Second, the enthusiasm for biologicals and biostimulants has only increased among biotechnologists and agricultural leaders, especially as farmer adoption grows. A 2024 outlook survey of agricultural outfits from CropLife found 72% of respondents are planning to increase the number of biological products their companies sell to grower-customers during the coming year. This is a marked increase from the 67% of respondents giving the same answer in CropLife’s first biologicals survey in 2017. Jennifer Marston of AgFunder recently wrote an excellent piece on the state of biologicals in agriculture, including the subsectors of the market, their respective histories, the questions that remain, and the optimism that exists for the future.

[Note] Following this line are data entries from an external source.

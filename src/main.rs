mod output;

use clap::{Args, Parser, Subcommand};
use colored::*;
use election_insights::analytics::derived::{
    participation_for_region, tendency_for_region, with_participation,
};
use election_insights::analytics::{Dashboard, ElectionType, QueryCache, Round};
use election_insights::config::AppConfig;
use election_insights::database::ingestion::{Dataset, DatasetLoader};
use election_insights::database::schema::{create_schema, verify_schema};
use election_insights::database::ResultsDatabase;
use std::path::PathBuf;
use tracing_subscriber::EnvFilter;

#[derive(Parser)]
#[clap(version, about = "Participation, tendencies and thresholds of French elections")]
struct Opts {
    /// Configuration file (default: Dashboard.toml)
    #[clap(long, global = true)]
    config: Option<PathBuf>,
    /// Database URL, overrides the configuration (e.g. "sqlite:data/db/mdb.db")
    #[clap(long, global = true)]
    database: Option<String>,
    #[clap(subcommand)]
    command: Command,
}

#[derive(Args)]
struct Filters {
    /// Election round
    #[clap(long, value_enum, default_value = "first")]
    round: Round,
    /// Kind of election
    #[clap(long, value_enum, default_value = "presidential")]
    election: ElectionType,
    /// Print JSON instead of a table
    #[clap(long)]
    json: bool,
}

#[derive(Subcommand)]
enum Command {
    /// Create the results schema.
    Init,
    /// Load a JSON dataset into the database.
    Load {
        /// Dataset file
        dataset: PathBuf,
    },
    /// List department names.
    Departments {
        #[clap(long)]
        json: bool,
    },
    /// Participation by year.
    Participation {
        #[clap(flatten)]
        filters: Filters,
        /// Break down by department
        #[clap(long)]
        by_region: bool,
        /// Restrict to one department (implies --by-region)
        #[clap(long)]
        region: Option<String>,
    },
    /// Votes per political tendency by year.
    Tendency {
        #[clap(flatten)]
        filters: Filters,
        /// Break down by department
        #[clap(long)]
        by_region: bool,
        /// Restrict to one department (implies --by-region)
        #[clap(long)]
        region: Option<String>,
    },
    /// Average result of a candidate per department.
    Candidate {
        /// Exact candidate name (e.g. "LAGUILLER")
        name: String,
        #[clap(flatten)]
        filters: Filters,
    },
    /// Minimum first-round share needed to reach the second round, per department.
    Threshold {
        /// Kind of election
        #[clap(long, value_enum, default_value = "presidential")]
        election: ElectionType,
        #[clap(long)]
        json: bool,
    },
}

#[tokio::main]
async fn main() {
    let opts = Opts::parse();

    let mut config = match AppConfig::load(opts.config.as_deref()) {
        Ok(config) => config,
        Err(e) => {
            eprintln!("{} {}", "❌".red(), e);
            std::process::exit(1);
        }
    };
    if let Some(database) = &opts.database {
        config.database_url = database.clone();
    }

    let filter = EnvFilter::try_from_default_env()
        .unwrap_or_else(|_| EnvFilter::new(config.log_filter.as_str()));
    tracing_subscriber::fmt()
        .with_env_filter(filter)
        .with_writer(std::io::stderr)
        .init();

    if let Err(e) = run(opts.command, &config).await {
        eprintln!("{} {}", "❌ Command failed:".red().bold(), e);
        std::process::exit(1);
    }
}

async fn run(command: Command, config: &AppConfig) -> Result<(), Box<dyn std::error::Error>> {
    match command {
        Command::Init => {
            let db = ResultsDatabase::new(&config.database_url).await?;
            create_schema(db.pool()).await?;
            println!(
                "✅ Schema ready: {}",
                config.database_url.as_str().bright_green()
            );
        }
        Command::Load { dataset } => {
            let parsed = Dataset::from_path(&dataset)?;
            let db = ResultsDatabase::new(&config.database_url).await?;
            create_schema(db.pool()).await?;

            println!(
                "🚀 Loading {} into {}",
                dataset.display().to_string().bright_cyan(),
                config.database_url.as_str().bright_cyan()
            );
            let summary = DatasetLoader::new(db).load(&parsed).await?;
            output::print_ingestion_summary(&summary);
        }
        query => {
            let db = ResultsDatabase::open_read_only(&config.database_url).await?;
            verify_schema(db.pool()).await?;
            let dashboard = Dashboard::with_cache(db, config.query_cache()?);
            run_query(&dashboard, query).await?;
        }
    }

    Ok(())
}

async fn run_query<C: QueryCache>(
    dashboard: &Dashboard<C>,
    command: Command,
) -> Result<(), Box<dyn std::error::Error>> {
    match command {
        Command::Departments { json } => {
            let names = dashboard.department_names().await?;
            if json {
                output::print_json(&names)?;
            } else {
                output::print_departments(&names);
            }
        }
        Command::Participation {
            filters,
            by_region,
            region,
        } => {
            let title = format!("Participation {} ({})", filters.election, filters.round);
            if let Some(region) = region {
                let rows = dashboard
                    .regional_participation(filters.round, filters.election)
                    .await?;
                let rows = with_participation(&participation_for_region(&rows, &region));
                if filters.json {
                    output::print_json(&rows)?;
                } else {
                    output::print_national_participation(&format!("{} dans {}", title, region), &rows);
                }
            } else if by_region {
                let rows = dashboard
                    .regional_participation(filters.round, filters.election)
                    .await?;
                let rows = with_participation(&rows);
                if filters.json {
                    output::print_json(&rows)?;
                } else {
                    output::print_regional_participation(&title, &rows);
                }
            } else {
                let rows = dashboard
                    .national_participation(filters.round, filters.election)
                    .await?;
                let rows = with_participation(&rows);
                if filters.json {
                    output::print_json(&rows)?;
                } else {
                    output::print_national_participation(&title, &rows);
                }
            }
        }
        Command::Tendency {
            filters,
            by_region,
            region,
        } => {
            let title = format!("Tendances {} ({})", filters.election, filters.round);
            if let Some(region) = region {
                let rows = dashboard
                    .regional_tendency(filters.round, filters.election)
                    .await?;
                let rows = tendency_for_region(&rows, &region);
                if filters.json {
                    output::print_json(&rows)?;
                } else {
                    output::print_national_tendency(&format!("{} dans {}", title, region), &rows);
                }
            } else if by_region {
                let rows = dashboard
                    .regional_tendency(filters.round, filters.election)
                    .await?;
                if filters.json {
                    output::print_json(&rows)?;
                } else {
                    output::print_regional_tendency(&title, &rows);
                }
            } else {
                let rows = dashboard
                    .national_tendency(filters.round, filters.election)
                    .await?;
                if filters.json {
                    output::print_json(&rows)?;
                } else {
                    output::print_national_tendency(&title, &rows);
                }
            }
        }
        Command::Candidate { name, filters } => {
            let rows = dashboard
                .candidate_by_region(filters.round, filters.election, &name)
                .await?;
            if filters.json {
                output::print_json(&rows)?;
            } else {
                let title = format!("Resultat de {} par departement ({})", name, filters.round);
                output::print_candidate(&title, &rows);
            }
        }
        Command::Threshold { election, json } => {
            let rows = dashboard.threshold(election).await?;
            if json {
                output::print_json(&rows)?;
            } else {
                output::print_threshold(&format!("Seuil par departement ({})", election), &rows);
            }
        }
        Command::Init | Command::Load { .. } => {}
    }

    Ok(())
}
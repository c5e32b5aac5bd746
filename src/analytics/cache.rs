/// Memoization of query tables, keyed by operation and parameters
use super::aggregation::{
    CandidateRegionRow, NationalParticipationRow, NationalTendencyRow, RegionalParticipationRow,
    RegionalTendencyRow,
};
use super::threshold::ThresholdRow;
use super::{ElectionType, Round};
use chrono::{DateTime, Duration, Utc};
use std::collections::HashMap;
use std::sync::{Mutex, MutexGuard};

#[derive(Debug, Clone, PartialEq, Eq, Hash)]
pub enum QueryKey {
    Departments,
    NationalParticipation { round: Round, election: ElectionType },
    RegionalParticipation { round: Round, election: ElectionType },
    NationalTendency { round: Round, election: ElectionType },
    RegionalTendency { round: Round, election: ElectionType },
    CandidateByRegion {
        round: Round,
        election: ElectionType,
        candidate: String,
    },
    Threshold { election: ElectionType },
}

impl QueryKey {
    pub fn operation(&self) -> &'static str {
        match self {
            QueryKey::Departments => "department_names",
            QueryKey::NationalParticipation { .. } => "national_participation_by_year",
            QueryKey::RegionalParticipation { .. } => "regional_participation_by_year",
            QueryKey::NationalTendency { .. } => "tendency_by_year",
            QueryKey::RegionalTendency { .. } => "tendency_by_year_and_region",
            QueryKey::CandidateByRegion { .. } => "candidate_median_by_region",
            QueryKey::Threshold { .. } => "threshold_per_region",
        }
    }
}

#[derive(Debug, Clone, PartialEq)]
pub enum QueryTable {
    Departments(Vec<String>),
    NationalParticipation(Vec<NationalParticipationRow>),
    RegionalParticipation(Vec<RegionalParticipationRow>),
    NationalTendency(Vec<NationalTendencyRow>),
    RegionalTendency(Vec<RegionalTendencyRow>),
    CandidateByRegion(Vec<CandidateRegionRow>),
    Threshold(Vec<ThresholdRow>),
}

/// Row types that can be stored in a [`QueryTable`].
pub trait CachedRows: Sized + Clone {
    fn into_table(rows: Vec<Self>) -> QueryTable;
    fn from_table(table: QueryTable) -> Option<Vec<Self>>;
}

macro_rules! cached_rows {
    ($($row:ty => $variant:ident),* $(,)?) => {
        $(
            impl CachedRows for $row {
                fn into_table(rows: Vec<Self>) -> QueryTable {
                    QueryTable::$variant(rows)
                }

                fn from_table(table: QueryTable) -> Option<Vec<Self>> {
                    match table {
                        QueryTable::$variant(rows) => Some(rows),
                        _ => None,
                    }
                }
            }
        )*
    };
}

cached_rows! {
    String => Departments,
    NationalParticipationRow => NationalParticipation,
    RegionalParticipationRow => RegionalParticipation,
    NationalTendencyRow => NationalTendency,
    RegionalTendencyRow => RegionalTendency,
    CandidateRegionRow => CandidateByRegion,
    ThresholdRow => Threshold,
}

#[derive(Debug, Clone)]
pub struct CacheEntry {
    pub table: QueryTable,
    pub cached_at: DateTime<Utc>,
}

/// Storage for query results. Implementations decide retention; a miss is
/// always safe since the caller falls back to the store.
pub trait QueryCache: Send + Sync {
    fn get(&self, key: &QueryKey) -> Option<CacheEntry>;
    fn put(&self, key: QueryKey, table: QueryTable);
    fn invalidate_all(&self);
}

impl<C: QueryCache + ?Sized> QueryCache for Box<C> {
    fn get(&self, key: &QueryKey) -> Option<CacheEntry> {
        (**self).get(key)
    }

    fn put(&self, key: QueryKey, table: QueryTable) {
        (**self).put(key, table)
    }

    fn invalidate_all(&self) {
        (**self).invalidate_all()
    }
}

/// Never stores anything; every query goes to the store.
#[derive(Debug, Default, Clone, Copy)]
pub struct NoCache;

impl QueryCache for NoCache {
    fn get(&self, _key: &QueryKey) -> Option<CacheEntry> {
        None
    }

    fn put(&self, _key: QueryKey, _table: QueryTable) {}

    fn invalidate_all(&self) {}
}

/// In-process cache with an optional maximum entry age and size.
#[derive(Debug, Default)]
pub struct MemoryCache {
    entries: Mutex<HashMap<QueryKey, CacheEntry>>,
    max_age: Option<Duration>,
    max_entries: Option<usize>,
}

impl MemoryCache {
    pub fn new() -> Self {
        Self::default()
    }

    pub fn with_max_age(max_age: Duration) -> Self {
        Self {
            max_age: Some(max_age),
            ..Self::default()
        }
    }

    /// Evict the oldest table once `max_entries` are held. Zero disables
    /// storage altogether.
    pub fn with_max_entries(mut self, max_entries: usize) -> Self {
        self.max_entries = Some(max_entries);
        self
    }

    pub fn len(&self) -> usize {
        self.entries().len()
    }

    pub fn is_empty(&self) -> bool {
        self.entries().is_empty()
    }

    fn entries(&self) -> MutexGuard<'_, HashMap<QueryKey, CacheEntry>> {
        // Entries are inserted whole, so a poisoned map is still consistent.
        self.entries
            .lock()
            .unwrap_or_else(|poisoned| poisoned.into_inner())
    }

    fn is_expired(&self, entry: &CacheEntry, now: DateTime<Utc>) -> bool {
        match self.max_age {
            Some(max_age) => now - entry.cached_at > max_age,
            None => false,
        }
    }
}

impl QueryCache for MemoryCache {
    fn get(&self, key: &QueryKey) -> Option<CacheEntry> {
        let mut entries = self.entries();
        let expired = self.is_expired(entries.get(key)?, Utc::now());
        if expired {
            entries.remove(key);
            return None;
        }
        entries.get(key).cloned()
    }

    fn put(&self, key: QueryKey, table: QueryTable) {
        let entry = CacheEntry {
            table,
            cached_at: Utc::now(),
        };
        let mut entries = self.entries();
        if let Some(max_entries) = self.max_entries {
            if max_entries == 0 {
                return;
            }
            while !entries.contains_key(&key) && entries.len() >= max_entries {
                let oldest = entries
                    .iter()
                    .min_by_key(|(_, entry)| entry.cached_at)
                    .map(|(key, _)| key.clone());
                match oldest {
                    Some(oldest) => {
                        entries.remove(&oldest);
                    }
                    None => break,
                }
            }
        }
        entries.insert(key, entry);
    }

    fn invalidate_all(&self) {
        self.entries().clear();
    }
}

Third, it’s clear that the economics and attitudes of larger agricultural technology companies are catching up with the ground-breaking technology that has now demonstrated its worth across countless peer-reviewed studies and field trials. Key indicators of market maturation  — M&A actvity and strategic technology partnerships — have recently proliferated in the biological space. The latest is Certis Biologicals and SDS Biotech K.K. announcing a collaboration agreement for the development and commercialization of biological products.Companies like Corteva, Syngenta and Bayer have also made major moves to acquire or accelerate research and technology in the biologicals space. In turn, farmers are adopting biologicals at an increasing rate. A 2023-24 McKinsey survey of farmers in the United States saw nearly 30% of respondents report they had used a biological input (biofertilizer, biocontrol, or biostimulant). 


It’s clear that the biologicals sector is going places in the years to come, and Zero Gravity is well positioned to push biostimulants into the mainstream. We’re ready to grow, alongside farmers raising a variety of vital crops across the globe.